A Call to Action: Addressing Waterloo Region’s Water Crisis and Its Economic Impact

On January 13th, Ian McLean (President & CEO, Greater Kitchener Waterloo Chamber of Commerce) and Greg Durocher (Cambridge Chamber of Commerce) submitted the following letter to Regional Council to convey the urgent concerns of the Region’s business community regarding the emerging water crisis. This correspondence is intended to ensure decision-makers fully understand the economic, investment, and growth implications currently being experienced by employers across Waterloo Region, and to help inform timely, coordinated action that restores confidence, enables responsible growth, and protects the long-term prosperity of our community.

Rest assured, both Chambers will be keeping local decision makers feet to the fire to avoid finger pointing and come up with solutions to address both the immediate crisis and the long term sustainability for Waterloo Region.


Chair Redman/Regional Council:

Our Chambers are very concerned about the water crisis that has emerged over the last number of weeks.

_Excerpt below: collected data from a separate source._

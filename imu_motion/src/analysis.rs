//! Session-level orchestration: joint metrics per limb, center of mass,
//! asymmetry, and the diagnostics that explain how each number was derived.

use std::thread;
use std::time::Duration;

use serde::{Deserialize, Serialize};
use tracing::{debug, info};

use crate::com::{
    analyze_com, build_segment_model, com_trajectory, BodyDimensions, CenterOfMassResult, Leg,
    SegmentStreams,
};
use crate::ingest::{
    load_session_from_base64, load_session_from_zip, validate_required_sensors, BodySegment,
    DeviceTag, IngestNote, SensorStream, Session,
};
use crate::kinematics::{
    hip_abduction_series, hip_flexion_series, hip_rotation_series, knee_angle_series,
    HipFlexionSelection,
};
use crate::metrics::{
    baseline_relative_flex_ext, baseline_subtract, calculate_asymmetry, count_peaks,
    detect_active_window, gradient, range_of_motion, velocity_stats, ActiveWindow, Asymmetry,
    RomReps, VelocityStats,
};
use crate::{MotionError, Options};

#[derive(Clone, Copy, Debug, Default, Serialize, Deserialize, PartialEq)]
pub struct JointPair<T> {
    pub left: T,
    pub right: T,
}

#[derive(Clone, Copy, Debug, PartialEq, Eq)]
enum Side {
    Left,
    Right,
}

impl Side {
    fn thigh(self) -> DeviceTag {
        match self {
            Side::Left => DeviceTag::LeftThigh,
            Side::Right => DeviceTag::RightThigh,
        }
    }

    fn shank(self) -> DeviceTag {
        match self {
            Side::Left => DeviceTag::LeftShank,
            Side::Right => DeviceTag::RightShank,
        }
    }

    fn label(self) -> &'static str {
        match self {
            Side::Left => "left",
            Side::Right => "right",
        }
    }
}

/// Whether a limb's numbers were measured or are zero-filled placeholders.
#[derive(Clone, Debug, Serialize, Deserialize, PartialEq)]
#[serde(tag = "status", rename_all = "snake_case")]
pub enum MetricSource {
    Measured,
    Missing { segments: Vec<BodySegment> },
}

#[derive(Clone, Debug, Serialize, Deserialize, PartialEq)]
pub struct LimbMetrics {
    pub source: MetricSource,
    pub rom: f64,
    pub max_flexion: f64,
    pub max_extension: f64,
    pub max_abduction: Option<f64>,
    pub max_rotation: Option<f64>,
    pub avg_velocity: f64,
    pub peak_velocity: f64,
    pub p95_velocity: f64,
    pub repetitions: Option<u32>,
}

impl LimbMetrics {
    pub fn missing(segments: Vec<BodySegment>) -> Self {
        Self {
            source: MetricSource::Missing { segments },
            rom: 0.0,
            max_flexion: 0.0,
            max_extension: 0.0,
            max_abduction: None,
            max_rotation: None,
            avg_velocity: 0.0,
            peak_velocity: 0.0,
            p95_velocity: 0.0,
            repetitions: None,
        }
    }

    fn measured(rom: f64, flex_ext: (f64, f64), velocity: VelocityStats, reps: u32) -> Self {
        Self {
            source: MetricSource::Measured,
            rom,
            max_flexion: flex_ext.0,
            max_extension: flex_ext.1,
            max_abduction: None,
            max_rotation: None,
            avg_velocity: velocity.average,
            peak_velocity: velocity.peak,
            p95_velocity: velocity.p95,
            repetitions: Some(reps),
        }
    }

    pub fn is_measured(&self) -> bool {
        self.source == MetricSource::Measured
    }

    fn rom_reps(&self) -> RomReps {
        RomReps {
            rom: self.rom,
            repetitions: self.repetitions.unwrap_or(0),
        }
    }
}

impl Default for LimbMetrics {
    fn default() -> Self {
        Self::missing(Vec::new())
    }
}

#[derive(Clone, Copy, Debug, Default, Serialize, Deserialize, PartialEq)]
pub struct AsymmetrySummary {
    pub knee: Asymmetry,
    pub hip: Asymmetry,
}

#[derive(Clone, Debug, Default, Serialize, Deserialize, PartialEq)]
pub struct AnalysisDiagnostics {
    pub hip_flexion: JointPair<Option<HipFlexionSelection>>,
    pub knee_windows: JointPair<Option<ActiveWindow>>,
    pub com_window: Option<ActiveWindow>,
    pub knee_frames: JointPair<usize>,
    pub hip_frames: JointPair<usize>,
    pub com_frames: usize,
    pub notes: Vec<IngestNote>,
}

#[derive(Clone, Debug, Default, Serialize, Deserialize, PartialEq)]
pub struct AnalysisResult {
    pub knee: JointPair<LimbMetrics>,
    pub hip: JointPair<LimbMetrics>,
    pub center_of_mass: CenterOfMassResult,
    pub asymmetry: AsymmetrySummary,
    pub missing_sensors: Vec<BodySegment>,
    pub diagnostics: AnalysisDiagnostics,
}

struct KneeOutcome {
    metrics: LimbMetrics,
    window: Option<ActiveWindow>,
    velocity: Vec<f64>,
    frames: usize,
}

fn missing_segments(session: &Session, tags: &[DeviceTag]) -> Vec<BodySegment> {
    tags.iter()
        .filter(|&&tag| session.stream_with_data(tag).is_none())
        .map(|tag| tag.segment())
        .collect()
}

fn knee_metrics(thigh: &SensorStream, shank: &SensorStream, options: &Options) -> KneeOutcome {
    let angles = knee_angle_series(&thigh.quat, &shank.quat);
    let n = angles.len();
    let t = &thigh.t[..n];

    let relative = baseline_subtract(&angles, t, options.baseline_s);
    let velocity = gradient(&relative, t);
    let window = detect_active_window(&velocity, &velocity, t, &options.active_window_options());
    debug!(
        "Knee {:?}/{:?}: {} frames, active window {:?}",
        thigh.tag, shank.tag, n, window
    );

    let (angles_w, t_w, vel_w) = match window {
        Some(w) => (w.slice(&relative), w.slice(t), w.slice(&velocity)),
        None => (&relative[..], t, &velocity[..]),
    };
    let metrics = LimbMetrics::measured(
        range_of_motion(angles_w),
        baseline_relative_flex_ext(angles_w),
        velocity_stats(vel_w),
        count_peaks(angles_w, t_w, &options.peak_options()),
    );

    KneeOutcome {
        metrics,
        window,
        velocity,
        frames: n,
    }
}

fn max_abs(values: &[f64]) -> f64 {
    values.iter().fold(0.0, |m, v| m.max(v.abs()))
}

fn hip_metrics(
    pelvis: &SensorStream,
    thigh: &SensorStream,
    options: &Options,
) -> Option<(LimbMetrics, HipFlexionSelection, usize)> {
    let flexion = hip_flexion_series(&pelvis.quat, &thigh.quat)?;
    let n = flexion.series.len();
    let t = &thigh.t[..n];

    let rom = flexion.rom();
    let velocity = gradient(&flexion.series, t);
    let mut metrics = LimbMetrics::measured(
        rom,
        (rom, 0.0),
        velocity_stats(&velocity),
        count_peaks(&flexion.series, t, &options.peak_options()),
    );
    metrics.max_abduction = Some(max_abs(&hip_abduction_series(&pelvis.quat, &thigh.quat)));
    metrics.max_rotation = Some(max_abs(&hip_rotation_series(&pelvis.quat, &thigh.quat)));

    Some((metrics, flexion.selection, n))
}

/// Run the full pipeline over an ingested session. Missing sensors never fail
/// the analysis; the affected limbs are zero-filled and listed in
/// `missing_sensors`.
pub fn analyze_session(session: &Session, options: &Options) -> Result<AnalysisResult, MotionError> {
    options.validate()?;
    if options.artificial_delay_ms > 0 {
        thread::sleep(Duration::from_millis(options.artificial_delay_ms));
    }

    let validation = validate_required_sensors(session);
    let mut result = AnalysisResult {
        missing_sensors: validation.missing.clone(),
        ..AnalysisResult::default()
    };
    result.diagnostics.notes = session.notes.clone();

    let pelvis = session.stream_with_data(DeviceTag::Pelvis);
    let mut knee_velocity: JointPair<Option<Vec<f64>>> = JointPair::default();

    for side in [Side::Right, Side::Left] {
        let thigh = session.stream_with_data(side.thigh());
        let shank = session.stream_with_data(side.shank());

        let knee = match (thigh, shank) {
            (Some(thigh), Some(shank)) => Some(knee_metrics(thigh, shank, options)),
            _ => None,
        };
        let hip = match (pelvis, thigh) {
            (Some(pelvis), Some(thigh)) => hip_metrics(pelvis, thigh, options),
            _ => None,
        };

        let (knee_slot, hip_slot) = match side {
            Side::Left => (&mut result.knee.left, &mut result.hip.left),
            Side::Right => (&mut result.knee.right, &mut result.hip.right),
        };
        *knee_slot = match &knee {
            Some(outcome) => outcome.metrics.clone(),
            None => LimbMetrics::missing(missing_segments(session, &[side.thigh(), side.shank()])),
        };
        let hip_selection = match hip {
            Some((metrics, selection, frames)) => {
                *hip_slot = metrics;
                Some((selection, frames))
            }
            None => {
                *hip_slot =
                    LimbMetrics::missing(missing_segments(session, &[DeviceTag::Pelvis, side.thigh()]));
                None
            }
        };

        let diag = &mut result.diagnostics;
        let (window_slot, knee_frames, selection_slot, hip_frames, velocity_slot) = match side {
            Side::Left => (
                &mut diag.knee_windows.left,
                &mut diag.knee_frames.left,
                &mut diag.hip_flexion.left,
                &mut diag.hip_frames.left,
                &mut knee_velocity.left,
            ),
            Side::Right => (
                &mut diag.knee_windows.right,
                &mut diag.knee_frames.right,
                &mut diag.hip_flexion.right,
                &mut diag.hip_frames.right,
                &mut knee_velocity.right,
            ),
        };
        if let Some(outcome) = knee {
            *window_slot = outcome.window;
            *knee_frames = outcome.frames;
            *velocity_slot = Some(outcome.velocity);
        }
        if let Some((selection, frames)) = hip_selection {
            debug!(
                "Hip {}: column {} via {:?}",
                side.label(),
                selection.column,
                selection.reason
            );
            *selection_slot = Some(selection);
            *hip_frames = frames;
        }
    }

    if let Some(pelvis) = pelvis {
        let leg = |side: Side| {
            session.stream_with_data(side.thigh()).map(|thigh| Leg {
                thigh: &thigh.quat,
                shank: session.stream_with_data(side.shank()).map(|s| s.quat.as_slice()),
            })
        };
        let streams = SegmentStreams {
            pelvis: &pelvis.quat,
            right: leg(Side::Right),
            left: leg(Side::Left),
        };
        let body = BodyDimensions {
            height_m: options.body_height_m,
            mass_kg: options.body_mass_kg,
        };
        let segment_frames = build_segment_model(&streams, &body);
        let trajectory = com_trajectory(&segment_frames);
        let frames = trajectory.nrows();

        let window = match (&knee_velocity.right, &knee_velocity.left) {
            (Some(right), Some(left)) => {
                let t = &pelvis.t[..frames.min(pelvis.t.len())];
                detect_active_window(right, left, t, &options.active_window_options())
                    .filter(|w| w.end < frames)
            }
            _ => None,
        };
        debug!("Center of mass over {} frames, window {:?}", frames, window);
        result.center_of_mass = analyze_com(&trajectory, window);
        result.diagnostics.com_window = window;
        result.diagnostics.com_frames = frames;
    }

    result.asymmetry = AsymmetrySummary {
        knee: calculate_asymmetry(result.knee.left.rom_reps(), result.knee.right.rom_reps()),
        hip: calculate_asymmetry(result.hip.left.rom_reps(), result.hip.right.rom_reps()),
    };

    info!(
        "Analysis: knee ROM R={:.1} L={:.1}, hip ROM R={:.1} L={:.1}, knee dominant side {:?}, missing {:?}",
        result.knee.right.rom,
        result.knee.left.rom,
        result.hip.right.rom,
        result.hip.left.rom,
        result.asymmetry.knee.dominant_side,
        result.missing_sensors
    );
    Ok(result)
}

/// Decode a ZIP archive and analyse it. Fails only when the archive itself
/// cannot be opened or the options are invalid.
pub fn analyze_archive(bytes: &[u8], options: &Options) -> Result<AnalysisResult, MotionError> {
    options.validate()?;
    let session = load_session_from_zip(bytes)?;
    analyze_session(&session, options)
}

pub fn analyze_base64(encoded: &str, options: &Options) -> Result<AnalysisResult, MotionError> {
    options.validate()?;
    let session = load_session_from_base64(encoded)?;
    analyze_session(&session, options)
}

/// Per-frame baseline-relative joint angles on a shared time axis. Columns
/// for joints whose sensors are missing are `None`.
#[derive(Clone, Debug, Default, Serialize, Deserialize, PartialEq)]
pub struct JointAngleTable {
    pub t: Vec<f64>,
    pub knee: JointPair<Option<Vec<f64>>>,
    pub hip: JointPair<Option<Vec<f64>>>,
}

impl JointAngleTable {
    pub fn len(&self) -> usize {
        self.t.len()
    }

    pub fn is_empty(&self) -> bool {
        self.t.is_empty()
    }

    /// Present columns in a fixed order, named for export.
    pub fn columns(&self) -> Vec<(&'static str, &[f64])> {
        [
            ("knee_right_deg", &self.knee.right),
            ("knee_left_deg", &self.knee.left),
            ("hip_right_deg", &self.hip.right),
            ("hip_left_deg", &self.hip.left),
        ]
        .into_iter()
        .filter_map(|(name, col)| col.as_deref().map(|c| (name, c)))
        .collect()
    }
}

pub fn joint_angle_table(session: &Session, options: &Options) -> Result<JointAngleTable, MotionError> {
    options.validate()?;
    let pelvis = session.stream_with_data(DeviceTag::Pelvis);

    let mut table = JointAngleTable::default();
    let mut reference: Option<&SensorStream> = None;
    for side in [Side::Right, Side::Left] {
        let Some(thigh) = session.stream_with_data(side.thigh()) else {
            continue;
        };
        reference.get_or_insert(thigh);

        let knee = session.stream_with_data(side.shank()).map(|shank| {
            let angles = knee_angle_series(&thigh.quat, &shank.quat);
            baseline_subtract(&angles, &thigh.t[..angles.len()], options.baseline_s)
        });
        let hip = pelvis
            .and_then(|p| hip_flexion_series(&p.quat, &thigh.quat))
            .map(|h| h.series);

        match side {
            Side::Left => {
                table.knee.left = knee;
                table.hip.left = hip;
            }
            Side::Right => {
                table.knee.right = knee;
                table.hip.right = hip;
            }
        }
    }

    let Some(reference) = reference else {
        return Ok(table);
    };
    let n = table
        .columns()
        .iter()
        .map(|(_, c)| c.len())
        .min()
        .unwrap_or(0)
        .min(reference.t.len());
    table.t = reference.t[..n].to_vec();
    for col in [
        &mut table.knee.left,
        &mut table.knee.right,
        &mut table.hip.left,
        &mut table.hip.right,
    ]
    .into_iter()
    .flatten()
    {
        col.truncate(n);
    }
    Ok(table)
}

Our membership comprises over 3000 businesses across Waterloo Region.
There are a multitude of concerns that we have been fielding from our members since this issue came to light in December and we are compelled to write this letter so that local decision makers are aware of them as you consider next steps to address this serious situation.

Waterloo Region has been a community of choice for both business investment and new residents for decades. Today, the shingle over the Region would have to say, “closed for new business”, given the development pause in place.
We all know that this is untenable and unacceptable.

On December 4th, 2025, confidence in our water supply came into question. The regional update received January 6th, 2026 unfortunately left our community with as many questions and concerns as it provided answers.

The questions and concerns include:

  • The negative economic impacts on our Waterloo Region economy as a result of the situation is both real and unnerving.
  • How will Waterloo Region address this issue to be able to meet targets for provincial population growth projections, employment growth or provincial housing targets?
  • The negative economic impact resulting will be felt in many sectors, including housing, construction, trades right through to retail, services, education and everything in between.
  • The needed community investments needed to successfully grow, such as LRT Phase II, the new hospital, and new private sector investment for employment growth are also at risk.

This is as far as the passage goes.